Save graph_data for dgl.graph when batch feeding

Hi,

Thanks for the development of dgl which make chemical indirect graph problems much easier to code.
I want to implement the MEGNet proposed in https://arxiv.org/abs/1812.05055 with dgl graph. One difference of MEGNet is the introduction of a state feature which is a vector of two elements [“average_weight”, “bonds_per_atom”]. The follwing function should simply explain what I want to do.

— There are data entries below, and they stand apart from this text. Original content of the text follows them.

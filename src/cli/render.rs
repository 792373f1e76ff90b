//! Render command handler.
//!
//! Parses a tag-value document and re-emits it, either as normalized
//! tag-value text or as JSON.

use crate::parser::parse_tag_value_file;
use crate::writer::write_tag_value_string;
use anyhow::{Context, Result};
use clap::ValueEnum;
use std::path::PathBuf;

/// Output format for the render command.
#[derive(Debug, Clone, Copy, PartialEq, Eq, ValueEnum)]
pub enum RenderFormat {
    /// Normalized tag-value text
    TagValue,
    /// Pretty-printed JSON
    Json,
}

/// Run the render command.
#[allow(clippy::needless_pass_by_value)]
pub fn run_render(
    path: PathBuf,
    format: RenderFormat,
    output_file: Option<PathBuf>,
) -> Result<()> {
    let document = parse_tag_value_file(&path)?;

    let content = match format {
        RenderFormat::TagValue => write_tag_value_string(&document),
        RenderFormat::Json => serde_json::to_string_pretty(&document)
            .context("failed to serialize document as JSON")?,
    };

    match output_file {
        Some(out_path) => std::fs::write(&out_path, content)
            .with_context(|| format!("failed to write {}", out_path.display()))?,
        None => print!("{content}"),
    }
    Ok(())
}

However, this cause problem when batch feeding since batch make dgl graph into a big graph. (Suppose each batch contain 20 molecules, the shape of g.graph_data[“s”] should be [20, 2], however, this is still [2, ] because the number of nodes in a batch dgl graph equal to the total number of atoms in 20 moelcules)

class StateGenerator(nn.Module):
    def __init__(self):
        super().__init__()

    def forward(self, g, p_name="s"):
        """Input type is dgl graph"""
        average_atomic_weight = th.sum(g.ndata["node_type"])/g.number_of_nodes()
        bonds_per_atom = g.number_of_edges()/g.number_of_nodes()
        g.graph_data = {}
        g.graph_data[p_name] = th.tensor([average_atomic_weight, bonds_per_atom], dtype=th.float, requires_grad=False, device = "cuda")
        return g

Could anyone please give me some suggestions on this?
Thanks.

We plan to support this soon.

Current workaround is you can change the collate function. For example, originally

def collate(graphs):
    return dgl.batch(graphs)

Now

def collate(graphs):
    g = dgl.batch(graphs)
    g.gdata = {p_name: torch.cat([g.gdata[p_name] for g in graphs]) # Something like this
    return g

Feel free to ask if you have any further question

1 Like

Is this implemented yet?